Each Wednesday, The Wrap presents a compilation of recent noteworthy commercial real estate stories from a variety of publications. Here are five stories that caught our eyes in recent days:
• “Trepp: $362 Billion of Commercial Real Estate Debt Matures in 2012” – from Citybizlist.com. A total of $362 billion in commercial real estate debt will come due this year, according to a new estimate from Trepp. The figure is an increase from the $346 billion that matured last year.
Approximately $1.73 trillion worth of commercial real estate debt is set to mature from 2012 to 2016, Trepp calculates. Ominously, the firm estimates “that as much as 56 percent of the 2016 maturities are underwater by 10 percent or more, reflecting the large volume of 10-year mortgages that were originated at the market peak in 2006,” said Matt Anderson of Trepp’s research team in a statement.
• “Tech Firms Go Far and Wide for Space” – by Eliot Brown and Laura Kusisto of the Wall Street Journal. Almost every industry has decreased its office space in recent years. There is, however, at least one notable exception: the technology sector. According to Brown and Kusisto, “landlords in multiple cities throughout the country – including some that didn’t have a big tech sector in the past – are enjoying the benefits from expanding Internet-focused firms, software companies and other technology employers.”
“Companies in the tech sector accounted for 29 percent of all growth in the U.S. office market in 2011, adding an estimated 10.2 million square feet of space – nearly the size of four Empire State Buildings,” Brown and Kusisto write.
Austin, Texas; Cambridge, Mass.; New York; and Washington D.C. are just a few of the non-Northern California markets to benefit from tech firms’ need for more space.
• “CRE Starting to Embrace the Tweet” – by Miriam Lamey of GlobeSt.com. A new GlobeSt.com poll shows LinkedIn is the preferred social-media network of commercial real estate professionals but also indicates that Twitter is gaining popularity in the sector.
Twitter has something to offer virtually all of the segments of the commercial real estate industry, Robert Krueger, manager of social media outreach and communications for the Urban Land Institute, told Lamey. “If you are in the hotel and hospitality sector, [Twitter] can be used as a way to drive online traffic to your review websites and alert [users] to limited time specials,” he said. “If you are a developer, Twitter can be used to build public support for your project. Building owners and architects can also use it to raise awareness for a project, build their industry reputation and brand themselves as ‘green.’”
• “Don’t Look Now but Investor Interest Reviving in Warehouses” – by Randyl Drummer of CoStar.com. A slowly but steadily improving labor market has increased investor interest in U.S. warehouse properties, says this article by Drummer, based in large part on a new survey from PricewaterhouseCoopers.
Nearly all of the major U.S. industrial markets experienced positive net absorption last year and a few, such as the Inland Empire in Southern California, are in a full-fledged recovery, according to Drummer.

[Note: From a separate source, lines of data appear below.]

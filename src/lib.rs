// ./src/lib.rs

// Eigene Module deklarieren
pub mod math;

pub use math::prelude;
pub use math::voronoi::voronoi_edges;
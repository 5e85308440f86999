// src/math/types/bounds.rs

use crate::math::{error::*, types::*};
use serde::{Deserialize, Serialize};
use std::fmt;

/// 2D Bounding Box (Axis-Aligned Bounding Box)
///
/// Dient sowohl als Clip-Rechteck der Ausgabe als auch als Hülle der
/// Site-Menge, aus der die Hash-Tabellen der Sweepline dimensioniert werden.
#[derive(Debug, Clone, Copy, PartialEq, Serialize, Deserialize)]
pub struct Bounds2D {
    pub min: Point,
    pub max: Point,
}

impl Bounds2D {
    /// Erstellt eine neue Bounding Box
    pub fn new(min: Point, max: Point) -> MathResult<Self> {
        if min.x > max.x || min.y > max.y {
            return Err(MathError::InvalidConfiguration {
                message: format!("Invalid bounds: min {} > max {}", min, max),
            });
        }
        if !min.is_finite() || !max.is_finite() {
            return Err(MathError::InvalidConfiguration {
                message: format!("Invalid bounds: non-finite corner {} / {}", min, max),
            });
        }

        Ok(Self { min, max })
    }

    /// Erstellt eine Bounding Box aus zwei beliebigen Punkten
    pub fn from_points(p1: Point, p2: Point) -> Self {
        Self {
            min: Point::new(p1.x.min(p2.x), p1.y.min(p2.y)),
            max: Point::new(p1.x.max(p2.x), p1.y.max(p2.y)),
        }
    }

    /// Erstellt eine Bounding Box aus Einzelgrenzen.
    /// Vertauschte Grenzen (min > max) werden stillschweigend getauscht.
    pub fn from_extents(min_x: f64, max_x: f64, min_y: f64, max_y: f64) -> Self {
        Self::from_points(Point::new(min_x, min_y), Point::new(max_x, max_y))
    }

    /// Erstellt eine Bounding Box die alle Punkte umschließt
    pub fn from_points_iter<I>(points: I) -> Option<Self>
    where
        I: IntoIterator<Item = Point>,
    {
        let mut points_iter = points.into_iter();
        let first_point = points_iter.next()?;

        let mut min = first_point;
        let mut max = first_point;

        for point in points_iter {
            min.x = min.x.min(point.x);
            min.y = min.y.min(point.y);
            max.x = max.x.max(point.x);
            max.y = max.y.max(point.y);
        }

        Some(Self { min, max })
    }

    /// Prüft ob die Bounding Box gültig ist
    pub fn is_valid(&self) -> bool {
        self.min.x <= self.max.x
            && self.min.y <= self.max.y
            && self.min.is_finite()
            && self.max.is_finite()
    }

    /// Breite der Bounding Box
    pub fn width(&self) -> f64 {
        (self.max.x - self.min.x).max(0.0)
    }

    /// Höhe der Bounding Box
    pub fn height(&self) -> f64 {
        (self.max.y - self.min.y).max(0.0)
    }

    /// Zentrum der Bounding Box
    pub fn center(&self) -> Point {
        Point::new(
            (self.min.x + self.max.x) * 0.5,
            (self.min.y + self.max.y) * 0.5,
        )
    }

    /// Prüft ob ein Punkt in der Bounding Box liegt (Rand inklusive)
    pub fn contains_point(&self, point: Point) -> bool {
        point.x >= self.min.x
            && point.x <= self.max.x
            && point.y >= self.min.y
            && point.y <= self.max.y
    }

    /// Erweitert die Bounding Box um verschiedene Margins
    pub fn expand_by(&self, margin_x: f64, margin_y: f64) -> Self {
        Self {
            min: Point::new(self.min.x - margin_x, self.min.y - margin_y),
            max: Point::new(self.max.x + margin_x, self.max.y + margin_y),
        }
    }

    /// Erweitert die Box relativ zu ihrer Größe (`factor` = 0.1 → 10% je Seite).
    /// Entartete Achsen (Breite oder Höhe 0) bekommen mindestens `min_margin`.
    pub fn pad(&self, factor: f64, min_margin: f64) -> Self {
        let margin_x = (self.width() * factor).max(min_margin);
        let margin_y = (self.height() * factor).max(min_margin);
        self.expand_by(margin_x, margin_y)
    }

    /// Erzeugt die vier Eckpunkte der Bounding Box
    pub fn corners(&self) -> [Point; 4] {
        [
            self.min,                           // unten links
            Point::new(self.max.x, self.min.y), // unten rechts
            self.max,                           // oben rechts
            Point::new(self.min.x, self.max.y), // oben links
        ]
    }
}

impl fmt::Display for Bounds2D {
    fn fmt(&self, f: &mut fmt::Formatter<'_>) -> fmt::Result {
        write!(f, "Bounds2D({} to {})", self.min, self.max)
    }
}
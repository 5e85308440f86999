// src/math/voronoi/site.rs

use crate::math::{
    error::{MathError, MathResult},
    types::{Bounds2D, Point},
    utils::buckets::sqrt_site_count,
};
use std::cmp::Ordering;

/// Ein Punkt, den die Sweepline kennt.
///
/// `Generator` ist eine Eingabe-Site mit ihrem Index in der Aufrufer-Liste,
/// `Vertex` ein während des Sweeps entdeckter Voronoi-Knoten mit laufender Nummer.
#[derive(Debug, Clone, Copy, PartialEq)]
pub enum Site {
    Generator { coord: Point, index: usize },
    Vertex { coord: Point, index: usize },
}

impl Site {
    pub fn coord(&self) -> Point {
        match *self {
            Site::Generator { coord, .. } | Site::Vertex { coord, .. } => coord,
        }
    }

    pub fn index(&self) -> usize {
        match *self {
            Site::Generator { index, .. } | Site::Vertex { index, .. } => index,
        }
    }

    pub fn is_generator(&self) -> bool {
        matches!(self, Site::Generator { .. })
    }

    pub fn distance_to(&self, other: &Site) -> f64 {
        self.coord().distance_to(other.coord())
    }
}

/// Sweep-Reihenfolge: aufsteigend nach y, bei Gleichstand nach x.
pub fn sweep_order(a: Point, b: Point) -> Ordering {
    a.y.partial_cmp(&b.y)
        .unwrap_or(Ordering::Equal)
        .then(a.x.partial_cmp(&b.x).unwrap_or(Ordering::Equal))
}

/// Hält die sortierten Eingabe-Sites und liefert sie einzeln in Sweep-Reihenfolge.
///
/// Der Store arbeitet auf einer Kopie; die Arrays des Aufrufers werden nie verändert.
/// Als `Iterator` ist er ein einmaliger Vorwärts-Cursor ohne Zurückspulen.
///
/// Sites mit identischen Koordinaten werden zu einer zusammengefasst; es
/// bleibt die mit dem kleinsten Eingabe-Index.
#[derive(Debug, Clone)]
pub struct SiteStore {
    sites: Vec<Site>,
    cursor: usize,
    bounds: Bounds2D,
    collapsed: usize,
}

impl SiteStore {
    pub fn new(xs: &[f64], ys: &[f64]) -> MathResult<Self> {
        if xs.len() != ys.len() {
            return Err(MathError::MismatchedCoordinates {
                x_len: xs.len(),
                y_len: ys.len(),
            });
        }

        let points: Vec<Point> = xs
            .iter()
            .zip(ys)
            .map(|(&x, &y)| Point::new(x, y))
            .collect();
        Self::from_points(&points)
    }

    pub fn from_points(points: &[Point]) -> MathResult<Self> {
        if points.is_empty() {
            return Err(MathError::InsufficientPoints {
                expected: 1,
                actual: 0,
            });
        }

        let mut sites = Vec::with_capacity(points.len());
        for (index, &coord) in points.iter().enumerate() {
            if !coord.is_finite() {
                return Err(MathError::NonFiniteCoordinate {
                    index,
                    x: coord.x,
                    y: coord.y,
                });
            }
            sites.push(Site::Generator { coord, index });
        }

        let bounds = Bounds2D::from_points_iter(sites.iter().map(Site::coord)).ok_or(
            MathError::InsufficientPoints {
                expected: 1,
                actual: 0,
            },
        )?;

        // stabil: bei gleichen Koordinaten steht der kleinere Index vorn
        sites.sort_by(|a, b| sweep_order(a.coord(), b.coord()));
        let before = sites.len();
        sites.dedup_by(|later, earlier| later.coord() == earlier.coord());

        Ok(Self {
            collapsed: before - sites.len(),
            sites,
            cursor: 0,
            bounds,
        })
    }

    /// Anzahl der unterschiedlichen Sites (unabhängig vom Cursor)
    pub fn len(&self) -> usize {
        self.sites.len()
    }

    pub fn is_empty(&self) -> bool {
        self.sites.is_empty()
    }

    /// Wie viele Eingaben als Duplikate verworfen wurden
    pub fn collapsed(&self) -> usize {
        self.collapsed
    }

    /// Hülle der Site-Menge (nicht das Clip-Rechteck der Ausgabe)
    pub fn bounds(&self) -> Bounds2D {
        self.bounds
    }

    /// `floor(sqrt(n + 4))`, Basisgröße für Beachline-Hash und Event-Buckets.
    pub fn sqrt_site_count(&self) -> usize {
        sqrt_site_count(self.sites.len())
    }

    /// Sites in Sweep-Reihenfolge, ohne den Cursor zu bewegen
    pub fn sorted(&self) -> &[Site] {
        &self.sites
    }
}

impl Iterator for SiteStore {
    type Item = Site;

    fn next(&mut self) -> Option<Site> {
        let site = self.sites.get(self.cursor).copied()?;
        self.cursor += 1;
        Some(site)
    }

    fn size_hint(&self) -> (usize, Option<usize>) {
        let remaining = self.sites.len() - self.cursor;
        (remaining, Some(remaining))
    }
}
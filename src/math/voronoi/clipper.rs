// src/math/voronoi/clipper.rs

use crate::math::{
    types::{Bounds2D, Point},
    voronoi::{bisector::BisectorEdge, graph_edge::GraphEdge},
};

/// Ergebnis eines Clip-Vorgangs
#[derive(Debug, Clone, Copy, PartialEq)]
pub enum ClipOutcome {
    Emitted(GraphEdge),
    /// Erzeugende Sites liegen näher als der Mindestabstand (oder fallen zusammen)
    Suppressed,
    /// Sichtbarer Teil liegt komplett außerhalb des Rechtecks
    Outside,
}

/// Schneidet (halb-)unendliche Bisektoren auf das Clip-Rechteck zu.
#[derive(Debug, Clone, Copy)]
pub struct EdgeClipper {
    bounds: Bounds2D,
    min_distance: f64,
}

impl EdgeClipper {
    pub fn new(bounds: Bounds2D, min_distance: f64) -> Self {
        Self {
            bounds,
            min_distance,
        }
    }

    pub fn bounds(&self) -> Bounds2D {
        self.bounds
    }

    /// Bekannte Endpunkte begrenzen die Linie, sonst die Rechteckkanten.
    pub fn clip(&self, edge: &BisectorEdge) -> ClipOutcome {
        if edge.generator_distance() < self.min_distance || !edge.has_finite_coefficients() {
            return ClipOutcome::Suppressed;
        }

        let Bounds2D { min, max } = self.bounds;
        let (a, b, c) = (edge.a, edge.b, edge.c);

        let (s1, s2) = if edge.is_x_normalized() && b >= 0.0 {
            (edge.endpoints[1], edge.endpoints[0])
        } else {
            (edge.endpoints[0], edge.endpoints[1])
        };
        let s1 = s1.map(|s| s.coord());
        let s2 = s2.map(|s| s.coord());

        let (mut x1, mut y1, mut x2, mut y2);
        if edge.is_x_normalized() {
            // s1 ist das untere, s2 das obere Ende
            if s1.is_some_and(|p| p.y > max.y) || s2.is_some_and(|p| p.y < min.y) {
                return ClipOutcome::Outside;
            }
            y1 = match s1 {
                Some(p) if p.y > min.y => p.y,
                _ => min.y,
            };
            if y1 > max.y {
                y1 = max.y;
            }
            x1 = c - b * y1;

            y2 = match s2 {
                Some(p) if p.y < max.y => p.y,
                _ => max.y,
            };
            if y2 < min.y {
                y2 = min.y;
            }
            x2 = c - b * y2;

            if (x1 > max.x && x2 > max.x) || (x1 < min.x && x2 < min.x) {
                return ClipOutcome::Outside;
            }
            if x1 > max.x {
                x1 = max.x;
                y1 = (c - x1) / b;
            }
            if x1 < min.x {
                x1 = min.x;
                y1 = (c - x1) / b;
            }
            if x2 > max.x {
                x2 = max.x;
                y2 = (c - x2) / b;
            }
            if x2 < min.x {
                x2 = min.x;
                y2 = (c - x2) / b;
            }
        } else {
            // s1 ist das linke, s2 das rechte Ende
            if s1.is_some_and(|p| p.x > max.x) || s2.is_some_and(|p| p.x < min.x) {
                return ClipOutcome::Outside;
            }
            x1 = match s1 {
                Some(p) if p.x > min.x => p.x,
                _ => min.x,
            };
            if x1 > max.x {
                x1 = max.x;
            }
            y1 = c - a * x1;

            x2 = match s2 {
                Some(p) if p.x < max.x => p.x,
                _ => max.x,
            };
            if x2 < min.x {
                x2 = min.x;
            }
            y2 = c - a * x2;

            if (y1 > max.y && y2 > max.y) || (y1 < min.y && y2 < min.y) {
                return ClipOutcome::Outside;
            }
            if y1 > max.y {
                y1 = max.y;
                x1 = (c - y1) / a;
            }
            if y1 < min.y {
                y1 = min.y;
                x1 = (c - y1) / a;
            }
            if y2 > max.y {
                y2 = max.y;
                x2 = (c - y2) / a;
            }
            if y2 < min.y {
                y2 = min.y;
                x2 = (c - y2) / a;
            }
        }

        let start = Point::new(x1, y1);
        let end = Point::new(x2, y2);
        if !start.is_finite() || !end.is_finite() {
            return ClipOutcome::Outside;
        }

        ClipOutcome::Emitted(GraphEdge {
            start,
            end,
            site_a: edge.region[0].index(),
            site_b: edge.region[1].index(),
        })
    }
}
//! Store Errors
//!
//! Error types for persistence operations.

/// Errors that can occur in a store
#[derive(Debug, thiserror::Error)]
pub enum StoreError {
    /// Unique constraint on `customers.email`
    #[error("Email already exists: {0}")]
    DuplicateEmail(String),

    /// Foreign key from `accounts.customer_id` would dangle
    #[error("Customer not found: {0}")]
    MissingCustomer(i64),

    /// Customer still referenced by accounts
    #[error("Customer {0} still owns accounts")]
    CustomerInUse(i64),

    /// Numeric value does not fit the stored column
    #[error("Value out of range: {0}")]
    OutOfRange(String),

    /// Stored row cannot be mapped to a domain record
    #[error("Corrupt record: {0}")]
    Corrupt(String),

    /// Database error
    #[error("Database error: {0}")]
    Database(#[from] sqlx::Error),
}

pub type StoreResult<T> = Result<T, StoreError>;
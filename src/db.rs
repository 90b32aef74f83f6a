//! Database module
//!
//! Connection checks, migrations and start-up data.

use rust_decimal::Decimal;
use sqlx::PgPool;

use crate::domain::user::DEFAULT_ROLE;
use crate::domain::{AccountType, CustomerDraft, OperationContext};
use crate::error::AppResult;
use crate::services::{AccountService, AuthService, CustomerService};

/// Tables the store expects
const REQUIRED_TABLES: [&str; 3] = ["users", "customers", "accounts"];

/// Simple connectivity check
pub async fn verify_connection(pool: &PgPool) -> Result<(), sqlx::Error> {
    sqlx::query("SELECT 1").execute(pool).await?;
    Ok(())
}

/// Apply the SQL files in migrations/
pub async fn run_migrations(pool: &PgPool) -> Result<(), sqlx::migrate::MigrateError> {
    sqlx::migrate!("./migrations").run(pool).await
}

/// Check if required tables exist
pub async fn check_schema(pool: &PgPool) -> Result<bool, sqlx::Error> {
    for table in REQUIRED_TABLES {
        let exists: bool = sqlx::query_scalar(
            r#"
            SELECT EXISTS (
                SELECT 1 FROM information_schema.tables
                WHERE table_schema = 'public' AND table_name = $1
            )
            "#,
        )
        .bind(table)
        .fetch_one(pool)
        .await?;

        if !exists {
            tracing::error!("Required table '{}' does not exist", table);
            return Ok(false);
        }
    }

    Ok(true)
}

// =========================================================================
// Start-up data
// =========================================================================

const DEFAULT_USERS: [(&str, &str); 2] = [("admin", "password"), ("manager", "manager123")];

/// name, email, mobile number, address
const SAMPLE_CUSTOMERS: [(&str, &str, &str, &str); 6] = [
    (
        "John Smith",
        "john.smith@email.com",
        "+1-555-0123",
        "123 Main Street, Springfield, IL 62701, USA",
    ),
    (
        "Sarah Johnson",
        "sarah.johnson@email.com",
        "+1-555-0124",
        "456 Oak Avenue, Madison, WI 53703, USA",
    ),
    (
        "Michael Brown",
        "michael.brown@email.com",
        "+1-555-0125",
        "789 Pine Road, Austin, TX 78701, USA",
    ),
    (
        "Emily Davis",
        "emily.davis@email.com",
        "+1-555-0126",
        "321 Elm Street, Denver, CO 80202, USA",
    ),
    (
        "David Wilson",
        "david.wilson@email.com",
        "+1-555-0127",
        "654 Maple Drive, Seattle, WA 98101, USA",
    ),
    (
        "Lisa Anderson",
        "lisa.anderson@email.com",
        "+1-555-0128",
        "987 Cedar Lane, Miami, FL 33101, USA",
    ),
];

/// Owner index into SAMPLE_CUSTOMERS, balance in cents, type
const SAMPLE_ACCOUNTS: [(usize, i64, AccountType); 8] = [
    (0, 1_500_000, AccountType::Savings),
    (1, 850_000, AccountType::Current),
    (2, 2_500_000, AccountType::Current),
    (3, 1_275_050, AccountType::Savings),
    (4, 550_075, AccountType::Current),
    (0, 320_000, AccountType::Savings),
    (5, 1_800_025, AccountType::Savings),
    (5, 750_000, AccountType::Current),
];

/// Create the default administrators if they are missing
pub async fn seed_users(auth: &AuthService) -> AppResult<()> {
    for (username, password) in DEFAULT_USERS {
        auth.ensure_user(username, password, DEFAULT_ROLE).await?;
    }
    Ok(())
}

/// Insert demo customers and accounts, but only into an empty store.
/// Returns whether anything was inserted.
pub async fn seed_sample_data(
    customers: &CustomerService,
    accounts: &AccountService,
) -> AppResult<bool> {
    if customers.count().await? > 0 || accounts.count().await? > 0 {
        tracing::info!("Existing customer data found, sample data not inserted");
        return Ok(false);
    }

    let context = OperationContext::system();

    let mut created = Vec::with_capacity(SAMPLE_CUSTOMERS.len());
    for (name, email, mobile_number, address) in SAMPLE_CUSTOMERS {
        let draft = CustomerDraft::new(name, email, mobile_number, address);
        created.push(customers.create(draft, &context).await?);
    }

    for (owner, cents, account_type) in SAMPLE_ACCOUNTS {
        let customer = &created[owner];
        accounts
            .create(
                customer.name.clone(),
                Decimal::new(cents, 2),
                account_type,
                customer.customer_id,
                &context,
            )
            .await?;
    }

    tracing::info!(
        customers = SAMPLE_CUSTOMERS.len(),
        accounts = SAMPLE_ACCOUNTS.len(),
        "Sample customers and accounts created"
    );
    Ok(true)
}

“Combined with limited construction over the past few years, the potential for rent growth in most markets is now a key driver for acquiring industrial assets,” he writes.
• “Six Tips for Leasing a Retail Center Profitably” – by Ben McLeish for REBusinessOnline.com. When leasing a shopping center, the first thing a landlord should look for are tenants whose customers are likely to visit those stores more than once a week. That’s one of six leasing tips offered by McLeish, the director of retail services for Colliers International Tampa Bay.
Another tip: make sure your rental rates remain competitive. “Don’t give space away, but realize that thriving retailers have plenty of choices for space in this market,” McLeish writes. “If you aren’t competitive with retail centers down the street, you won’t get the tenant. It’s that simple.”